- **YOUR OBJECTIVE**: From the data below, copy exactly the lines that lie between the one holding "per vault crawl" and the one holding "let state = Arc::clone(&self.state);", including both, and nothing more.
════════════════════
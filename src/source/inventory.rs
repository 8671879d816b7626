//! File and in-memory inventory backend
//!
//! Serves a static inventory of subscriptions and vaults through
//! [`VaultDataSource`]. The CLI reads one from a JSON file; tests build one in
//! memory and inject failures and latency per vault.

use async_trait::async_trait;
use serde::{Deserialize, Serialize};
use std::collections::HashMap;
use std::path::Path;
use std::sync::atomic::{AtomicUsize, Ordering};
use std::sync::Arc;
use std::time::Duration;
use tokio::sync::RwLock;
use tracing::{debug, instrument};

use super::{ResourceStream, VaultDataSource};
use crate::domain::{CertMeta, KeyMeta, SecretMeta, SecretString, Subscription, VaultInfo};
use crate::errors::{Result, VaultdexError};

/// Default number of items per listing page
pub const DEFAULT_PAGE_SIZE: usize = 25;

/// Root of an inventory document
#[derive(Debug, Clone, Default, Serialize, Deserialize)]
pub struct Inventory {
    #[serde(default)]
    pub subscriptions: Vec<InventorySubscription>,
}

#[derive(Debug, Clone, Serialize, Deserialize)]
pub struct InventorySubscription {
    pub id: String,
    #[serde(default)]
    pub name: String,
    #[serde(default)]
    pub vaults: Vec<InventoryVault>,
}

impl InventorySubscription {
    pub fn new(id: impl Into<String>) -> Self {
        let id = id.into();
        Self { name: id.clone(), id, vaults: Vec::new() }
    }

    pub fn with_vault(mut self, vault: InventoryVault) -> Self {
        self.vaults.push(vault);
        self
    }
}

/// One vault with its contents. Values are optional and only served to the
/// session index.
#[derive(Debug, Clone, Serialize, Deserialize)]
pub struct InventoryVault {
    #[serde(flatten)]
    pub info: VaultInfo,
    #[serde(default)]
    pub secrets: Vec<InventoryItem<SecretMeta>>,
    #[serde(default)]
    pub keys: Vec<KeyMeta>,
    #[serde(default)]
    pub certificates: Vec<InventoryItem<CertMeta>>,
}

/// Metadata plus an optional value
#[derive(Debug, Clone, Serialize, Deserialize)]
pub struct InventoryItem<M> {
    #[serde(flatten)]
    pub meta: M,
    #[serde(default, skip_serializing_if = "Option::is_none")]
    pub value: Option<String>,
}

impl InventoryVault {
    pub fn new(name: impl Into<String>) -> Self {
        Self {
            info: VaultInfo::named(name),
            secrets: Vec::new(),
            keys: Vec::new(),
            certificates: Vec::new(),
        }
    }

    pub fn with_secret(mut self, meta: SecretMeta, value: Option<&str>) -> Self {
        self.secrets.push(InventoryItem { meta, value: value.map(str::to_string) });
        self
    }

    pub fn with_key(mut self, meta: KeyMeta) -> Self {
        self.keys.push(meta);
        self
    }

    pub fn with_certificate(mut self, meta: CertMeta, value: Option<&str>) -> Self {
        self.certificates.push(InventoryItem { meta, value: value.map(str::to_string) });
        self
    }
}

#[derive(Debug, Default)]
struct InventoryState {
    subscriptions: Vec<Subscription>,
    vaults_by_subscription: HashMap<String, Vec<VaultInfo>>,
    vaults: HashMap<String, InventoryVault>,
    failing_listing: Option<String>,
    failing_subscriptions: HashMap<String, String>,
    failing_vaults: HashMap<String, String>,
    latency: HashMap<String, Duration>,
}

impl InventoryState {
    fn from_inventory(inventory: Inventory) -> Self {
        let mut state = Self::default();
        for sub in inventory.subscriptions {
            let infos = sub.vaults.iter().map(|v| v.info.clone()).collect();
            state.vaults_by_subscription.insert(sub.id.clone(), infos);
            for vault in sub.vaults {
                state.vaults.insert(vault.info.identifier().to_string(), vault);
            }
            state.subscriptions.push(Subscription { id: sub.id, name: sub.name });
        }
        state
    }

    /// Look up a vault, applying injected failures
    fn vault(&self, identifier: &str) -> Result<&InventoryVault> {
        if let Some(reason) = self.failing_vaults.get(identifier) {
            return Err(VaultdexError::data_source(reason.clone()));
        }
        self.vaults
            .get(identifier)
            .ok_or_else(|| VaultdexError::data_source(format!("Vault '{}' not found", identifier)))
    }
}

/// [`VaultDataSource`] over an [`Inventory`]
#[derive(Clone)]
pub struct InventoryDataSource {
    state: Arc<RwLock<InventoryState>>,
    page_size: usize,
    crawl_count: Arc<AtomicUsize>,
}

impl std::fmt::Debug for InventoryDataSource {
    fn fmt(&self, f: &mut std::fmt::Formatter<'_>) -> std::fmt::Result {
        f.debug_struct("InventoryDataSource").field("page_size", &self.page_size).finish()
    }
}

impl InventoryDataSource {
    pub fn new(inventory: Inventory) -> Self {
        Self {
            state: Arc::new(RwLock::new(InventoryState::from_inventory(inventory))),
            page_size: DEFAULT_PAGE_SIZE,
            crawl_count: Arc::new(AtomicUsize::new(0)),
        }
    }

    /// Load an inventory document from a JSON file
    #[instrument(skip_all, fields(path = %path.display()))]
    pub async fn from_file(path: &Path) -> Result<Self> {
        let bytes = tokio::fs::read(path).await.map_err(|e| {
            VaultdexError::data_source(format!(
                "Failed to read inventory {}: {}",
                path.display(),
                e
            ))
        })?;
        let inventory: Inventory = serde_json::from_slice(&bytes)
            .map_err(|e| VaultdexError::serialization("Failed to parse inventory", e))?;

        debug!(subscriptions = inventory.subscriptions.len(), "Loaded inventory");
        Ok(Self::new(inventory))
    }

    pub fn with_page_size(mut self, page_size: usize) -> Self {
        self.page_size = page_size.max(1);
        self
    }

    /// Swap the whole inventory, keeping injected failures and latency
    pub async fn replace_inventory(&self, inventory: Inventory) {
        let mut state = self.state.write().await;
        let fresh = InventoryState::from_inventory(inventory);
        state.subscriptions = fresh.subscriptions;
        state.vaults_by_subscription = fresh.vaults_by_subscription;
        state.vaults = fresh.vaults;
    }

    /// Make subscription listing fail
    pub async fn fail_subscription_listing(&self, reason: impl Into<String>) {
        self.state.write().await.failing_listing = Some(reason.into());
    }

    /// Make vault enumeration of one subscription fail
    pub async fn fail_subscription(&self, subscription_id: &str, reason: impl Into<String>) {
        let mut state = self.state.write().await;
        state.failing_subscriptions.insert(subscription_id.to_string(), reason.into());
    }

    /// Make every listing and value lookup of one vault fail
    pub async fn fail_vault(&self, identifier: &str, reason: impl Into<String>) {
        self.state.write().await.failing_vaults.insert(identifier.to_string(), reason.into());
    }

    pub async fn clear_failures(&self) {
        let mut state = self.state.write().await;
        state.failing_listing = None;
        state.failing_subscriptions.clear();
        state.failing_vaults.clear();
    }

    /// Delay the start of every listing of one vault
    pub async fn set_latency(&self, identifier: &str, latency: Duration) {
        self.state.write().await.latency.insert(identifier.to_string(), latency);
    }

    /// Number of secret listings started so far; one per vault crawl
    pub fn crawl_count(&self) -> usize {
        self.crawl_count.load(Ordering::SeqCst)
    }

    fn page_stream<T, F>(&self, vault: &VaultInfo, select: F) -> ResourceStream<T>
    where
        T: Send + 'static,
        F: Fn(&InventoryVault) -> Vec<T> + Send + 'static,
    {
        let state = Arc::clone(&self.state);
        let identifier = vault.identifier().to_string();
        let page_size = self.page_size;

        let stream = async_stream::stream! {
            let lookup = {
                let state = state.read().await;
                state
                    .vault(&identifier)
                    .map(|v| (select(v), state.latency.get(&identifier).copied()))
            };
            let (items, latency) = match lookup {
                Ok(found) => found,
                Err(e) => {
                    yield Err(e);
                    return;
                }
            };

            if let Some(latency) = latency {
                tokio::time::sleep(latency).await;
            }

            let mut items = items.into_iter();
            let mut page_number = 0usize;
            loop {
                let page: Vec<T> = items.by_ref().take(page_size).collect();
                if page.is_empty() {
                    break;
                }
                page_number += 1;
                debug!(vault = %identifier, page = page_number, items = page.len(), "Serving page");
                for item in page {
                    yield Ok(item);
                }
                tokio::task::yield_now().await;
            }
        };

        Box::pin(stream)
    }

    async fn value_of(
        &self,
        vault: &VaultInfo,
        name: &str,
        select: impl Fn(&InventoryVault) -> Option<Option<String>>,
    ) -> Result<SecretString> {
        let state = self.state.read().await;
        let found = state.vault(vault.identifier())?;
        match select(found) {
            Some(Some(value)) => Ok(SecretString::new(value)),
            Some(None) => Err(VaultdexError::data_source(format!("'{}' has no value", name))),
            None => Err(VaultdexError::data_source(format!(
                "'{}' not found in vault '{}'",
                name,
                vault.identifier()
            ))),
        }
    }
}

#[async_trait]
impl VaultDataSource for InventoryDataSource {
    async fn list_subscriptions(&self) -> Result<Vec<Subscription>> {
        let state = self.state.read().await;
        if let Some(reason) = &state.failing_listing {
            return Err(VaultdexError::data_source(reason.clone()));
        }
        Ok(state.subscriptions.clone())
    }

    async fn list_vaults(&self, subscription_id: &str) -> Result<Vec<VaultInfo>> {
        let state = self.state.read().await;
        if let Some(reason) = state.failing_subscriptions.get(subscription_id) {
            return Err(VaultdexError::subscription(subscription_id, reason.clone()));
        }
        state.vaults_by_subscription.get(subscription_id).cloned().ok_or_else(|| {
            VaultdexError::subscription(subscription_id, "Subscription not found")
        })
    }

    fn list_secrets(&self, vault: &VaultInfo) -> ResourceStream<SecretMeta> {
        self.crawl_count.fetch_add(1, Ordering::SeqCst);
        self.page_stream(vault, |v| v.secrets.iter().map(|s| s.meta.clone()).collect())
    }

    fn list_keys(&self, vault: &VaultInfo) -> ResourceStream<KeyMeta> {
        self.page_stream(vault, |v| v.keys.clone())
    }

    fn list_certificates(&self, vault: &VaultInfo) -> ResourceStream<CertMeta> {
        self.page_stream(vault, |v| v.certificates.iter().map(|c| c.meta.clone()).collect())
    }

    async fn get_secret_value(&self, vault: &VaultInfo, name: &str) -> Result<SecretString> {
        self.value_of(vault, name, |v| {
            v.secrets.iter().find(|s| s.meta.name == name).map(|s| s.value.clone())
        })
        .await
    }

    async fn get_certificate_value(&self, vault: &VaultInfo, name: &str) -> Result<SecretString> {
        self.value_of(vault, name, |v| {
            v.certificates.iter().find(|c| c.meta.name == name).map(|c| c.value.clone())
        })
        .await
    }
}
════════════════════
- **ANSWER AREA**:
    /// Number of secret listings started so far; one per vault crawl
    pub fn crawl_count(&self) -> usize {
        self.crawl_count.load(Ordering::SeqCst)
    }

    fn page_stream<T, F>(&self, vault: &VaultInfo, select: F) -> ResourceStream<T>
    where
        T: Send + 'static,
        F: Fn(&InventoryVault) -> Vec<T> + Send + 'static,
    {
        let state = Arc::clone(&self.state);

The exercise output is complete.